◆ Stored data entries
────────

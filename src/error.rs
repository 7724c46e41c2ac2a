//! Error types for the engine.
//!
//! Every stage returns a [`Result`] whose error names the failure kind: parse
//! failures, unsupported (encrypted) documents, copy failures, configuration
//! mistakes and serializer invariant violations are all distinct variants.

/// Result type alias for engine operations.
pub type Result<T> = std::result::Result<T, Error>;

/// Error types that can occur while parsing, copying or writing documents.
#[derive(Debug, thiserror::Error)]
pub enum Error {
    /// Structural parse failure at a byte offset
    #[error("Failed to parse object at byte {offset}: {reason}")]
    Parse {
        /// Byte offset where the error occurred
        offset: usize,
        /// Reason for the parse failure
        reason: String,
    },

    /// Document structure is broken (missing header, unresolvable root, cyclic page tree, ...)
    #[error("Malformed document: {0}")]
    MalformedDocument(String),

    /// Document uses a feature the engine refuses to handle (encryption)
    #[error("Unsupported document: {0}")]
    UnsupportedDocument(String),

    /// Page copy failure
    #[error(transparent)]
    Copy(#[from] CopyError),

    /// Unrecognized configuration key or value
    #[error("Configuration error: {0}")]
    Configuration(String),

    /// Internal invariant violated while writing output
    #[error("Serialization error: {0}")]
    Serialization(String),

    /// Raster image could not be decoded or encoded
    #[error("Image error: {0}")]
    Image(String),

    /// Stream decoding error
    #[error("Stream decoding error: {0}")]
    Decode(String),

    /// Operation was cancelled through its cancellation flag
    #[error("Operation cancelled")]
    Cancelled,

    /// A failure attributed to one named input
    #[error("{name}: {source}")]
    Source {
        /// Display name supplied by the caller
        name: String,
        /// Underlying failure
        source: Box<Error>,
    },

    /// IO error
    #[error("IO error: {0}")]
    Io(#[from] std::io::Error),
}

/// Failures of the closure copier.
#[derive(Debug, Clone, PartialEq, Eq, thiserror::Error)]
pub enum CopyError {
    /// Requested page index is not below the page count
    #[error("Page index {index} out of range (document has {page_count} pages)")]
    IndexOutOfRange {
        /// Requested index
        index: usize,
        /// Page count of the source document
        page_count: usize,
    },

    /// A required reference could not be resolved during closure traversal
    #[error("Source document is corrupt: {0}")]
    SourceCorrupt(String),
}

impl Error {
    /// Shorthand for a parse error with a formatted reason.
    pub(crate) fn parse(offset: usize, reason: impl Into<String>) -> Self {
        Error::Parse {
            offset,
            reason: reason.into(),
        }
    }

    /// Attach a caller-supplied display name to this error.
    ///
    /// Errors that already carry a name are returned unchanged.
    pub fn with_source_name(self, name: impl Into<String>) -> Self {
        match self {
            Error::Source { .. } => self,
            other => Error::Source {
                name: name.into(),
                source: Box::new(other),
            },
        }
    }

    /// Name of the input this error was attributed to, if any.
    pub fn source_name(&self) -> Option<&str> {
        match self {
            Error::Source { name, .. } => Some(name),
            _ => None,
        }
    }

    /// Whether the failure is confined to a single input document.
    ///
    /// Callers merging several documents use this to report "file X could not
    /// be read" and decide for themselves whether to continue with the rest.
    pub fn is_per_source(&self) -> bool {
        match self {
            Error::Source { source, .. } => source.is_per_source(),
            Error::Parse { .. }
            | Error::MalformedDocument(_)
            | Error::UnsupportedDocument(_)
            | Error::Image(_)
            | Error::Copy(CopyError::SourceCorrupt(_)) => true,
            _ => false,
        }
    }
}
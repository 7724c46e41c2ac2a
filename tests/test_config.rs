//! Configuration surface and its effect on the operations.

mod common;

use common::{labelled_pdf, PdfBuilder};
use pdf_splice::{
    merge, parse, Document, EngineConfig, Error, LayoutConfiguration, Margin, Orientation, PageSize,
    SourceDocument,
};
use pretty_assertions::assert_eq;
use std::io::Write;

#[test]
fn test_pairs_are_case_insensitive_values() {
    let config =
        EngineConfig::from_pairs(&[("pageSize", "Letter"), ("orientation", "LANDSCAPE"), ("margin", " none ")])
            .unwrap();
    assert_eq!(
        config.layout,
        LayoutConfiguration::new(PageSize::Letter, Orientation::Landscape, Margin::None)
    );
}

#[test]
fn test_unrecognised_options_fail() {
    for (key, value) in [
        ("pageSize", "tabloid"),
        ("margin", "huge"),
        ("orientation", "sideways"),
        ("maxSourceDocuments", "many"),
        ("strictReferences", "maybe"),
        ("quality", "95"),
    ] {
        let result = EngineConfig::from_pairs(&[(key, value)]);
        assert!(matches!(result, Err(Error::Configuration(_))), "{}={}", key, value);
    }
}

#[test]
fn test_json_keys_are_case_sensitive() {
    assert!(EngineConfig::from_json(r#"{"page_size": "a4"}"#).is_err());
    assert!(EngineConfig::from_json(r#"{"pageSize": "A4"}"#).is_err());
    assert!(EngineConfig::from_json(r#""pageSize""#).is_err());
    assert_eq!(EngineConfig::from_json("{}").unwrap(), EngineConfig::default());
}

#[test]
fn test_json_from_file() {
    let mut file = tempfile::NamedTempFile::new().unwrap();
    write!(file, r#"{{"pageSize": "legal", "margin": "big", "maxSourceDocuments": 2}}"#).unwrap();
    let text = std::fs::read_to_string(file.path()).unwrap();

    let config = EngineConfig::from_json(&text).unwrap();
    assert_eq!(config.layout.page_size, PageSize::Legal);
    assert_eq!(config.layout.margin, Margin::Big);
    assert_eq!(config.max_source_documents, 2);
}

#[test]
fn test_source_limit_from_configuration() {
    let config = EngineConfig::from_pairs(&[("maxSourceDocuments", "1")]).unwrap();
    let one = vec![SourceDocument::new(labelled_pdf("A", 1))];
    let two = vec![
        SourceDocument::new(labelled_pdf("A", 1)),
        SourceDocument::new(labelled_pdf("B", 1)),
    ];
    assert!(merge(&one, &config, None).is_ok());
    assert!(matches!(merge(&two, &config, None), Err(Error::Configuration(_))));
}

#[test]
fn test_nesting_limit_from_configuration() {
    let deep = format!("{}1{}", "[".repeat(20), "]".repeat(20));
    let bytes = PdfBuilder::new()
        .object(1, "<< /Type /Catalog /Pages 2 0 R >>")
        .object(2, "<< /Type /Pages /Kids [] /Count 0 >>")
        .object(3, &deep)
        .build();

    assert!(parse(&bytes).is_ok());
    let shallow = EngineConfig::from_pairs(&[("maxNesting", "5")]).unwrap();
    assert!(Document::parse(&bytes, &shallow).is_err());
}
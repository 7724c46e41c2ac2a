//! Page geometry for generated pages.
//!
//! A [`LayoutConfiguration`] picks a paper size, an orientation and a margin
//! preset; [`LayoutConfiguration::page_box`] resolves it to point dimensions
//! and the usable content rectangle.

use crate::error::{Error, Result};
use serde::Deserialize;
use std::str::FromStr;

/// Points per millimetre (1 in = 25.4 mm = 72 pt).
pub const PT_PER_MM: f64 = 72.0 / 25.4;

/// Convert millimetres to points.
pub fn mm_to_pt(mm: f64) -> f64 {
    mm * PT_PER_MM
}

/// Paper sizes accepted by the image pipeline.
#[derive(Debug, Clone, Copy, PartialEq, Eq, Hash, Default, Deserialize)]
#[serde(rename_all = "lowercase")]
pub enum PageSize {
    /// 297 x 420 mm
    A3,
    /// 210 x 297 mm
    #[default]
    A4,
    /// 148 x 210 mm
    A5,
    /// 8.5 x 11 in
    Letter,
    /// 8.5 x 14 in
    Legal,
}

impl PageSize {
    /// Portrait width and height in points.
    pub fn dimensions(&self) -> (f64, f64) {
        match self {
            PageSize::A3 => (841.89, 1190.55),
            PageSize::A4 => (595.28, 841.89),
            PageSize::A5 => (419.53, 595.28),
            PageSize::Letter => (612.0, 792.0),
            PageSize::Legal => (612.0, 1008.0),
        }
    }

    /// Lowercase name as used in configuration.
    pub fn as_str(&self) -> &'static str {
        match self {
            PageSize::A3 => "a3",
            PageSize::A4 => "a4",
            PageSize::A5 => "a5",
            PageSize::Letter => "letter",
            PageSize::Legal => "legal",
        }
    }
}

impl FromStr for PageSize {
    type Err = Error;

    fn from_str(s: &str) -> Result<Self> {
        match s.trim().to_ascii_lowercase().as_str() {
            "a3" => Ok(PageSize::A3),
            "a4" => Ok(PageSize::A4),
            "a5" => Ok(PageSize::A5),
            "letter" => Ok(PageSize::Letter),
            "legal" => Ok(PageSize::Legal),
            _ => Err(Error::Configuration(format!("unrecognized page size '{}'", s))),
        }
    }
}

/// Page orientation.
#[derive(Debug, Clone, Copy, PartialEq, Eq, Hash, Default, Deserialize)]
#[serde(rename_all = "lowercase")]
pub enum Orientation {
    /// Height >= width
    #[default]
    Portrait,
    /// Width >= height
    Landscape,
}

impl FromStr for Orientation {
    type Err = Error;

    fn from_str(s: &str) -> Result<Self> {
        match s.trim().to_ascii_lowercase().as_str() {
            "portrait" | "p" => Ok(Orientation::Portrait),
            "landscape" | "l" => Ok(Orientation::Landscape),
            _ => Err(Error::Configuration(format!("unrecognized orientation '{}'", s))),
        }
    }
}

/// Margin preset, applied on all four sides.
#[derive(Debug, Clone, Copy, PartialEq, Eq, Hash, Default, Deserialize)]
#[serde(rename_all = "lowercase")]
pub enum Margin {
    /// No margin
    None,
    /// 10 mm
    #[default]
    Small,
    /// 25 mm
    Big,
}

impl Margin {
    /// Margin width in millimetres.
    pub fn millimetres(&self) -> f64 {
        match self {
            Margin::None => 0.0,
            Margin::Small => 10.0,
            Margin::Big => 25.0,
        }
    }

    /// Margin width in points.
    pub fn points(&self) -> f64 {
        mm_to_pt(self.millimetres())
    }
}

impl FromStr for Margin {
    type Err = Error;

    fn from_str(s: &str) -> Result<Self> {
        match s.trim().to_ascii_lowercase().as_str() {
            "none" => Ok(Margin::None),
            "small" => Ok(Margin::Small),
            "big" => Ok(Margin::Big),
            _ => Err(Error::Configuration(format!("unrecognized margin '{}'", s))),
        }
    }
}

/// Axis-aligned rectangle in PDF user space (origin bottom-left).
#[derive(Debug, Clone, Copy, PartialEq)]
pub struct Rect {
    /// Left edge
    pub x: f64,
    /// Bottom edge
    pub y: f64,
    /// Width
    pub width: f64,
    /// Height
    pub height: f64,
}

/// Resolved page dimensions plus the area inside the margins.
#[derive(Debug, Clone, Copy, PartialEq)]
pub struct PageBox {
    /// Page width in points
    pub width: f64,
    /// Page height in points
    pub height: f64,
    /// Usable area inside the margins
    pub content: Rect,
}

impl PageBox {
    /// Scale a `width` x `height` box uniformly to fit the content area and
    /// centre it on the page.
    ///
    /// Small images are scaled up as well as large ones down. Returns `None`
    /// for degenerate input.
    pub fn fit(&self, width: f64, height: f64) -> Option<Rect> {
        if width <= 0.0 || height <= 0.0 || self.content.width <= 0.0 || self.content.height <= 0.0 {
            return None;
        }
        let scale = (self.content.width / width).min(self.content.height / height);
        let (w, h) = (width * scale, height * scale);
        Some(Rect {
            x: (self.width - w) / 2.0,
            y: (self.height - h) / 2.0,
            width: w,
            height: h,
        })
    }

    /// `/MediaBox` for this page.
    pub fn media_box(&self) -> [f64; 4] {
        [0.0, 0.0, self.width, self.height]
    }
}

/// Page size, orientation and margin shared by every generated page.
#[derive(Debug, Clone, Copy, PartialEq, Eq, Hash, Default, Deserialize)]
#[serde(rename_all = "camelCase", deny_unknown_fields)]
pub struct LayoutConfiguration {
    /// Paper size
    #[serde(default)]
    pub page_size: PageSize,
    /// Orientation
    #[serde(default)]
    pub orientation: Orientation,
    /// Margin preset
    #[serde(default)]
    pub margin: Margin,
}

impl LayoutConfiguration {
    /// Build a layout from its three parts.
    pub fn new(page_size: PageSize, orientation: Orientation, margin: Margin) -> Self {
        Self {
            page_size,
            orientation,
            margin,
        }
    }

    /// Resolve to concrete page dimensions.
    ///
    /// ```
    /// use pdf_splice::layout::{LayoutConfiguration, Margin, Orientation, PageSize};
    ///
    /// let layout = LayoutConfiguration::new(PageSize::A4, Orientation::Landscape, Margin::None);
    /// let page = layout.page_box();
    /// assert_eq!((page.width, page.height), (841.89, 595.28));
    /// ```
    pub fn page_box(&self) -> PageBox {
        let (w, h) = self.page_size.dimensions();
        let (width, height) = match self.orientation {
            Orientation::Portrait => (w.min(h), w.max(h)),
            Orientation::Landscape => (w.max(h), w.min(h)),
        };
        let margin = self.margin.points();
        PageBox {
            width,
            height,
            content: Rect {
                x: margin,
                y: margin,
                width: width - 2.0 * margin,
                height: height - 2.0 * margin,
            },
        }
    }
}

────────

◆ Work item
Your reply should be only the count of lines in the entries above that contain the word "matches".

◆ Answer section
2